• Data to examine
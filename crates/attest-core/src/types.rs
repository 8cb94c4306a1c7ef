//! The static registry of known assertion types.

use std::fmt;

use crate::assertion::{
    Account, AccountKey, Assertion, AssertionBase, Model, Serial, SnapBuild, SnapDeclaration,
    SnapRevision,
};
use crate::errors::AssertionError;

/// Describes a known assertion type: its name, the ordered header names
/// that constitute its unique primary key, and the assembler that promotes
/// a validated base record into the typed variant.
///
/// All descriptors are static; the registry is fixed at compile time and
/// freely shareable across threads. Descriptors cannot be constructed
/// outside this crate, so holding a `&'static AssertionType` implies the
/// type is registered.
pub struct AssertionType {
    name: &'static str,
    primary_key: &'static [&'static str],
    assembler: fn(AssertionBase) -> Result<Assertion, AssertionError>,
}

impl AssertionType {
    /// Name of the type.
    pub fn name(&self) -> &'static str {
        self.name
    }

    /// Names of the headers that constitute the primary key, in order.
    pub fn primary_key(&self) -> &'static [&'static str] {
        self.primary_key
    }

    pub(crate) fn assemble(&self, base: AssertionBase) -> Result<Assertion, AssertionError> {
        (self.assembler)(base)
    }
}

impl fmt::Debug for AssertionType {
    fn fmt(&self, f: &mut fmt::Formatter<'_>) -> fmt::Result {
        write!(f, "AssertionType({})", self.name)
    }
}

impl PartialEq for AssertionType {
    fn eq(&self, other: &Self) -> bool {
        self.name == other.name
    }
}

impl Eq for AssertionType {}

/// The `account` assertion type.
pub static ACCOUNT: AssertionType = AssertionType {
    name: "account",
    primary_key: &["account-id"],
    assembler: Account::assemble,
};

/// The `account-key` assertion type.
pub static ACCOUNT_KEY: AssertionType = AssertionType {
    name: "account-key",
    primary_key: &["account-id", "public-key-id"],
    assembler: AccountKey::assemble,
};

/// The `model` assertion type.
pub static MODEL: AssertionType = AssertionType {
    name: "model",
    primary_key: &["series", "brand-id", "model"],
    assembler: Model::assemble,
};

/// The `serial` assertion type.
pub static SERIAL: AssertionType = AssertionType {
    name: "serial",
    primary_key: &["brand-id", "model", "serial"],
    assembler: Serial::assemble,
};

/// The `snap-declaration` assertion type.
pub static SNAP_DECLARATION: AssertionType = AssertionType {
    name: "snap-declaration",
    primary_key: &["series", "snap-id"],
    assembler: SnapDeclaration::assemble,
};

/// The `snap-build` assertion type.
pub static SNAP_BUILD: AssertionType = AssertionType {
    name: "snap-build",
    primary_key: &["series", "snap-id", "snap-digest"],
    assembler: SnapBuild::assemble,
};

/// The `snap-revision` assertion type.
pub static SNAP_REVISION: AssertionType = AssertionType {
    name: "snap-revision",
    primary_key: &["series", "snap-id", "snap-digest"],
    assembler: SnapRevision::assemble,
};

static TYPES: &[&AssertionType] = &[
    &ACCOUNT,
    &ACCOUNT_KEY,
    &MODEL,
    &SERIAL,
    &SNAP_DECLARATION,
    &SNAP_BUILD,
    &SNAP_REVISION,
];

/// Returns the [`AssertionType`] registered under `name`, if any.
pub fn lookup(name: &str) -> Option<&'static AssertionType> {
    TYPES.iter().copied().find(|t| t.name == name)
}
--
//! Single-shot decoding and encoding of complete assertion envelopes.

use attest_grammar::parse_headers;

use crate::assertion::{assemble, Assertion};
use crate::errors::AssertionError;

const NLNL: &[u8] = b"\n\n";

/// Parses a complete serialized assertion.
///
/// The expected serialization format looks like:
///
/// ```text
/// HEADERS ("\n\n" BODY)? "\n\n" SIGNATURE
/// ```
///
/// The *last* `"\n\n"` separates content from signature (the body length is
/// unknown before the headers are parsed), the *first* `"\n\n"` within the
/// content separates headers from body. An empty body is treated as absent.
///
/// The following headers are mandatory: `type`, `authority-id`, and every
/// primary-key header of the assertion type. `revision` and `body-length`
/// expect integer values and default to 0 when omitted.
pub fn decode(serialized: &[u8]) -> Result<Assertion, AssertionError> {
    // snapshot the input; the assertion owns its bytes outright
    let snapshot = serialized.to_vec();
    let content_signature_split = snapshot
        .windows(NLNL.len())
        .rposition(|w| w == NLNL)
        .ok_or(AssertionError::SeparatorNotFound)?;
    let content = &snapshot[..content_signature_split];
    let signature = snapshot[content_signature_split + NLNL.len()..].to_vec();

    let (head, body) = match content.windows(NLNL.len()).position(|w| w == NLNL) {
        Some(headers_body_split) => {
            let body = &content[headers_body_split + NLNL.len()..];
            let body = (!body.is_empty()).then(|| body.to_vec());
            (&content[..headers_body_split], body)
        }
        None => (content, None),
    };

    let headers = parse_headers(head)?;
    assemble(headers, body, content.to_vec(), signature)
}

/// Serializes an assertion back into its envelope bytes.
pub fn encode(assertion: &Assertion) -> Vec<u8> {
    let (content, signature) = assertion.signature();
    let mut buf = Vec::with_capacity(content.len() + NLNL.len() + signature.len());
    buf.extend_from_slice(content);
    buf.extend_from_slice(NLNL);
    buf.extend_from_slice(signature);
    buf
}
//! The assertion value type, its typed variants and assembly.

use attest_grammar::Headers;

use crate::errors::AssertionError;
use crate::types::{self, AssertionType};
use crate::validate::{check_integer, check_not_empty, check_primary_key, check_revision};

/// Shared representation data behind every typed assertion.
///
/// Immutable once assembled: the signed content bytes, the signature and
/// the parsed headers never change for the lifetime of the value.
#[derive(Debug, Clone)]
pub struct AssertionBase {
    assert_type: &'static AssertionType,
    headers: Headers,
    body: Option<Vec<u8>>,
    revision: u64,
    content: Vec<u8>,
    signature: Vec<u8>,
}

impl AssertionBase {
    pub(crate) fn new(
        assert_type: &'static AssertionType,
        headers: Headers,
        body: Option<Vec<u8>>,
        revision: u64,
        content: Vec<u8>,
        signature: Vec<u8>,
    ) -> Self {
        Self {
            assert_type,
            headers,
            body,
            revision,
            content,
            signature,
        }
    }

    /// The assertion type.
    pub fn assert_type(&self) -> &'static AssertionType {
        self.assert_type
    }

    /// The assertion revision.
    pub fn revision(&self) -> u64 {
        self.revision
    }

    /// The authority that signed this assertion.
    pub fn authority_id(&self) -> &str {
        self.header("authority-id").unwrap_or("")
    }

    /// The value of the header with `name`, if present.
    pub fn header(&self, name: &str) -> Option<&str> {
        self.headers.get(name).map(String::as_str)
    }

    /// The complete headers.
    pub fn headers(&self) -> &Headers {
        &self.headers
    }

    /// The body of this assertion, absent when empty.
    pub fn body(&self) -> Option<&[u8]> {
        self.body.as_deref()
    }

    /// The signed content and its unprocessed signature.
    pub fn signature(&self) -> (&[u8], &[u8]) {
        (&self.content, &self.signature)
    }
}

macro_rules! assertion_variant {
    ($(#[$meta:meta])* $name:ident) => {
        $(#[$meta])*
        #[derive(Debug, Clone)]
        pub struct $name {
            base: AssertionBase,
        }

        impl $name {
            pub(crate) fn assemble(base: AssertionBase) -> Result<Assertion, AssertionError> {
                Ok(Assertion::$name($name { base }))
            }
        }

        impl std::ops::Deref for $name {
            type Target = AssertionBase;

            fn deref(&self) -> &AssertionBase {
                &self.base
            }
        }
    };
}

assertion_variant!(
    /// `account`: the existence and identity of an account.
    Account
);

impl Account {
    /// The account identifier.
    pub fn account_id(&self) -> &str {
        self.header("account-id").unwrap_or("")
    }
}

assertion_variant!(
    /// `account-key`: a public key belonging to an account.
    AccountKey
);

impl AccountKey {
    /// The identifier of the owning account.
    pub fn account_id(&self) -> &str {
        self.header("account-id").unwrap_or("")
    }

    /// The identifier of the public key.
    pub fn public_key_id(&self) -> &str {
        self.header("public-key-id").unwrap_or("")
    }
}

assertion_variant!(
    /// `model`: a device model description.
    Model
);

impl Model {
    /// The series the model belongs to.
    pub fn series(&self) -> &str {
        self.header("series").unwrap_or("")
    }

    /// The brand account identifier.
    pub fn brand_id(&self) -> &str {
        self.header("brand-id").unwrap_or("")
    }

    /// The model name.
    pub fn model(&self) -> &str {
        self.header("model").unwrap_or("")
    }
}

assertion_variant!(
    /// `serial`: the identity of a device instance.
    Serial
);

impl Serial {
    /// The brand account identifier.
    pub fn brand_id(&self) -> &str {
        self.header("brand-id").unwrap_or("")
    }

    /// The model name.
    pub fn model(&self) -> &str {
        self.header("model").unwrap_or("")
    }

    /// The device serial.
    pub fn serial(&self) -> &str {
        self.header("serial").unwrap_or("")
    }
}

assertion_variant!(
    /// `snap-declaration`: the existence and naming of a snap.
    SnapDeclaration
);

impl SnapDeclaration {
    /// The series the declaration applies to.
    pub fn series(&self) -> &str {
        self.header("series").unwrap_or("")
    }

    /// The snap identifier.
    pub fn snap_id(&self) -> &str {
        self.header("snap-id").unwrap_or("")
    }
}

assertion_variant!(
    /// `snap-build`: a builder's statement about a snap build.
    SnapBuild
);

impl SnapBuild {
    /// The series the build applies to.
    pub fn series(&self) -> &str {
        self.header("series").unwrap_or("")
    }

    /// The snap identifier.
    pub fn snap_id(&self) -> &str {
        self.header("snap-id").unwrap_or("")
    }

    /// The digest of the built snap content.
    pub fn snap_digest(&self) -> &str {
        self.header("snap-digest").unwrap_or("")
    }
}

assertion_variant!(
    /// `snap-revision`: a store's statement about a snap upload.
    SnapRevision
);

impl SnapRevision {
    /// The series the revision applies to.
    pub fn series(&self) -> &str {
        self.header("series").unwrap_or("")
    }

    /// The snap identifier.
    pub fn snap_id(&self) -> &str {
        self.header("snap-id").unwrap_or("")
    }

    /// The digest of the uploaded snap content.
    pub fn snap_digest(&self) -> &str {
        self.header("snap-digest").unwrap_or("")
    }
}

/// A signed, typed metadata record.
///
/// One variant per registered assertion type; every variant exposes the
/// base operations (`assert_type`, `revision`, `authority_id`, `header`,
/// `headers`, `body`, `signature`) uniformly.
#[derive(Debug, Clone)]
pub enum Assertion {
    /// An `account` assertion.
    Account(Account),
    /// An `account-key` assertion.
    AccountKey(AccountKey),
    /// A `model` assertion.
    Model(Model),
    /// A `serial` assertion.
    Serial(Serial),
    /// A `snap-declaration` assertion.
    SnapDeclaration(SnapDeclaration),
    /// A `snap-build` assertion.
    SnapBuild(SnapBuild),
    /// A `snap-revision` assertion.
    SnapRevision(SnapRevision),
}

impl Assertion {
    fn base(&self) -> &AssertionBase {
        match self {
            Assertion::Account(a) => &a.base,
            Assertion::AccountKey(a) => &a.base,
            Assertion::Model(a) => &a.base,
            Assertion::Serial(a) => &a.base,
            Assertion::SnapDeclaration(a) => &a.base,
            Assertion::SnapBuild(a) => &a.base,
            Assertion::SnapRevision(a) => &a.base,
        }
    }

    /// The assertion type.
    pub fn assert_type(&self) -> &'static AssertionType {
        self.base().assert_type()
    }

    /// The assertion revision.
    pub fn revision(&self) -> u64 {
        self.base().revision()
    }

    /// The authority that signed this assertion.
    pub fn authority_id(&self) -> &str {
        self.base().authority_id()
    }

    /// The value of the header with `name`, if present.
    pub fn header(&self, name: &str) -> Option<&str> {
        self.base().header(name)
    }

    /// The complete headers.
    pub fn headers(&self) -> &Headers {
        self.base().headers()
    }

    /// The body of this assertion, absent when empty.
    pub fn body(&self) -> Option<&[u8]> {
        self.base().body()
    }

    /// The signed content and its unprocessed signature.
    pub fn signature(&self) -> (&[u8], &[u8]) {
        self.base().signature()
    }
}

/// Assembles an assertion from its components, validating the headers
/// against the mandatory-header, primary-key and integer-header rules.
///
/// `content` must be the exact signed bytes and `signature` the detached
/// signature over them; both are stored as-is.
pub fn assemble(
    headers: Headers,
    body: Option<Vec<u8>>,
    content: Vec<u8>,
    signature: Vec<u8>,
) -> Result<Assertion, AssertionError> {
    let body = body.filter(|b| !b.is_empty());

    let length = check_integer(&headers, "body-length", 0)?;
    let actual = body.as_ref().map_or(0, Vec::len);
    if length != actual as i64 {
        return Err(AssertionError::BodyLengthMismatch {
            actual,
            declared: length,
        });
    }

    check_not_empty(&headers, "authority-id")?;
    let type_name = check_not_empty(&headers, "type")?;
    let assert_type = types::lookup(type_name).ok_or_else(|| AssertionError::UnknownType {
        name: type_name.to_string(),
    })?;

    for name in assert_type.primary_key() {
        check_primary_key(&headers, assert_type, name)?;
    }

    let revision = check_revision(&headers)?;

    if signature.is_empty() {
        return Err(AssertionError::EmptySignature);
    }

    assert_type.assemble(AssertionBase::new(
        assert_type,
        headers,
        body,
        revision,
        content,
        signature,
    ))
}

• Problem details
Beginning at the line with "filename crates/attest-core/src/types.rs" and ending at the line with "impl PartialEq for", reproduce each line of the data above exactly, and add no other lines.

• Worked solution
filename crates/attest-core/src/types.rs
repository 8cb94c4306a1c7ef
//! The static registry of known assertion types.

use std::fmt;

use crate::assertion::{
    Account, AccountKey, Assertion, AssertionBase, Model, Serial, SnapBuild, SnapDeclaration,
    SnapRevision,
};
use crate::errors::AssertionError;

/// Describes a known assertion type: its name, the ordered header names
/// that constitute its unique primary key, and the assembler that promotes
/// a validated base record into the typed variant.
///
/// All descriptors are static; the registry is fixed at compile time and
/// freely shareable across threads. Descriptors cannot be constructed
/// outside this crate, so holding a `&'static AssertionType` implies the
/// type is registered.
pub struct AssertionType {
    name: &'static str,
    primary_key: &'static [&'static str],
    assembler: fn(AssertionBase) -> Result<Assertion, AssertionError>,
}

impl AssertionType {
    /// Name of the type.
    pub fn name(&self) -> &'static str {
        self.name
    }

    /// Names of the headers that constitute the primary key, in order.
    pub fn primary_key(&self) -> &'static [&'static str] {
        self.primary_key
    }

    pub(crate) fn assemble(&self, base: AssertionBase) -> Result<Assertion, AssertionError> {
        (self.assembler)(base)
    }
}

impl fmt::Debug for AssertionType {
    fn fmt(&self, f: &mut fmt::Formatter<'_>) -> fmt::Result {
        write!(f, "AssertionType({})", self.name)
    }
}

impl PartialEq for AssertionType {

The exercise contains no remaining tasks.